-- Provided data --
[Start of Attachment]

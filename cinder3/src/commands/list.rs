use cinder3_collector::{MetricCollector, schema};
use clap::Parser;
use serde::Serialize;

use super::common::{CommonConfig, Format};

#[derive(Debug, thiserror::Error)]
pub(crate) enum Error {
    #[error("failed to build the HTTP client: {0}")]
    HttpClient(#[from] reqwest::Error),

    #[error(transparent)]
    Collector(#[from] cinder3_collector::Error),

    #[error("failed to encode output: {0}")]
    Json(#[from] serde_json::Error),
}

pub(crate) type Result<T> = std::result::Result<T, Error>;

#[derive(Debug, Parser)]
#[clap(visible_alias = "ls")]
pub(crate) struct Config {
    #[clap(flatten)]
    pub(crate) common: CommonConfig,
}

#[derive(Debug, Serialize)]
struct ListedMetric {
    namespace: String,
    unit: &'static str,
}

pub(crate) async fn command(config: Config) -> Result<()> {
    let collector = config.common.collector()?;
    let namespaces = collector
        .metric_types(&config.common.openstack.collector_config())
        .await?;

    for namespace in namespaces {
        let field = schema::field(namespace.suffix()).map_err(cinder3_collector::Error::from)?;
        let listed = ListedMetric {
            namespace: namespace.to_string(),
            unit: field.kind.unit(),
        };
        match config.common.format {
            Format::Line => println!("{} {}", listed.namespace, listed.unit),
            Format::Json => println!("{}", serde_json::to_string(&listed)?),
        }
    }

    Ok(())
}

[End of Attachment]

-- What you have to do --
The answer must be all of the entries, restated exactly.

-- Task output --
filename cinder3/src/commands/list.rs
use cinder3_collector::{MetricCollector, schema};
use clap::Parser;
use serde::Serialize;

use super::common::{CommonConfig, Format};

#[derive(Debug, thiserror::Error)]
pub(crate) enum Error {
    #[error("failed to build the HTTP client: {0}")]
    HttpClient(#[from] reqwest::Error),

    #[error(transparent)]
    Collector(#[from] cinder3_collector::Error),

    #[error("failed to encode output: {0}")]
    Json(#[from] serde_json::Error),
}

pub(crate) type Result<T> = std::result::Result<T, Error>;

#[derive(Debug, Parser)]
#[clap(visible_alias = "ls")]
pub(crate) struct Config {
    #[clap(flatten)]
    pub(crate) common: CommonConfig,
}

#[derive(Debug, Serialize)]
struct ListedMetric {
    namespace: String,
    unit: &'static str,
}

pub(crate) async fn command(config: Config) -> Result<()> {
    let collector = config.common.collector()?;
    let namespaces = collector
        .metric_types(&config.common.openstack.collector_config())
        .await?;

    for namespace in namespaces {
        let field = schema::field(namespace.suffix()).map_err(cinder3_collector::Error::from)?;
        let listed = ListedMetric {
            namespace: namespace.to_string(),
            unit: field.kind.unit(),
        };
        match config.common.format {
            Format::Line => println!("{} {}", listed.namespace, listed.unit),
            Format::Json => println!("{}", serde_json::to_string(&listed)?),
        }
    }

    Ok(())
}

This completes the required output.